• Work order
Among the entries below, find the lines with the word "schema" and return them.

Collected data entries
※

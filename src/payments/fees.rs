//! Nonce and fee resolution against a selected endpoint.

use alloy::primitives::Address;

use crate::blockchain::client::ChainRpc;
use crate::blockchain::types::BlockchainResult;

/// Nonce and gas price to sign with.
#[derive(Debug, Clone, Copy, PartialEq, Eq)]
pub struct FeeQuote {
    /// Sender's next pending nonce.
    pub nonce: u64,
    /// Endpoint baseline gas price with the markup applied, in wei.
    pub gas_price: u128,
}

/// Queries nonce and gas price and applies the configured markup.
///
/// Failures propagate unchanged; retrying is the caller's job.
#[derive(Debug, Clone, Copy)]
pub struct FeeResolver {
    multiplier_percent: u128,
}

impl FeeResolver {
    /// Resolver for a float multiplier such as `1.2`.
    ///
    /// The multiplier is fixed to whole percent up front so the markup
    /// itself is exact integer arithmetic.
    pub fn new(multiplier: f64) -> Self {
        let percent = (multiplier * 100.0).round();
        let multiplier_percent = if percent.is_finite() && percent > 0.0 {
            percent as u128
        } else {
            100
        };
        Self { multiplier_percent }
    }

    /// Markup in whole percent (120 for 1.2).
    pub fn multiplier_percent(&self) -> u128 {
        self.multiplier_percent
    }

    /// Scale `baseline` by the markup, truncating toward zero.
    pub fn apply_multiplier(&self, baseline: u128) -> u128 {
        baseline.saturating_mul(self.multiplier_percent) / 100
    }

    /// Pending nonce of `sender` and marked-up gas price from `rpc`.
    pub async fn resolve(&self, rpc: &dyn ChainRpc, sender: Address) -> BlockchainResult<FeeQuote> {
        let nonce = rpc.pending_nonce(sender).await?;
        let baseline = rpc.gas_price().await?;
        let gas_price = self.apply_multiplier(baseline);

        tracing::debug!(
            sender = %sender,
            nonce,
            baseline,
            gas_price,
            "Resolved nonce and fee"
        );

        Ok(FeeQuote { nonce, gas_price })
    }
}

impl Default for FeeResolver {
    fn default() -> Self {
        Self::new(1.2)
    }
}
//! Endpoint selection subsystem.
//!
//! # Data Flow
//! ```text
//! Payment needs an endpoint
//!     → pool.rs (select_live_endpoint)
//!         → round_robin.rs (probe order from the shared cursor)
//!         → endpoint.rs (liveness probe: latest block number)
//!     → first endpoint that answers becomes the cursor
//!
//! Submission failed in an endpoint-specific way (nonce conflict)
//!     → pool.rs (advance_cursor past the failing endpoint, no probe)
//!     → pool.rs (select_live_endpoint_from the endpoint after it)
//! ```
//!
//! # Design Decisions
//! - No cached health state: every selection re-probes from the last good cursor
//! - The cursor is the only shared mutable state; it moves by atomic
//!   compare-exchange, so concurrent payments cannot push it out of range
//! - Rotation is relative to the endpoint that failed, never to the shared
//!   cursor: two payments failing on the same node both move to the next one
//! - An unreachable endpoint costs one wasted round trip, not a blacklist window

pub mod endpoint;
pub mod pool;
pub mod round_robin;

pub use endpoint::Endpoint;
pub use pool::{AllEndpointsUnavailable, EndpointPool};
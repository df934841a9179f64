//! Configuration management subsystem.
//!
//! # Data Flow
//! ```text
//! config file (TOML)
//!     → loader.rs (parse & deserialize)
//!     → validation.rs (semantic checks)
//!     → RouterConfig (validated, immutable)
//!     → handed to subsystems at startup
//! ```
//!
//! # Design Decisions
//! - Config is immutable once loaded; changes require a restart
//! - All fields have defaults to allow minimal configs
//! - Validation separates syntactic (serde) from semantic checks
//! - The signing key never lives in the file (see `blockchain::wallet`)

pub mod loader;
pub mod schema;
pub mod validation;

pub use loader::{load_config, ConfigError};
pub use schema::BlockchainConfig;
pub use schema::HistoryConfig;
pub use schema::ObservabilityConfig;
pub use schema::RetryConfig;
pub use schema::RouterConfig;
pub use schema::ServerConfig;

※

• Answer area
pub mod schema;
pub use schema::BlockchainConfig;
pub use schema::HistoryConfig;
pub use schema::ObservabilityConfig;
pub use schema::RetryConfig;
pub use schema::RouterConfig;
pub use schema::ServerConfig;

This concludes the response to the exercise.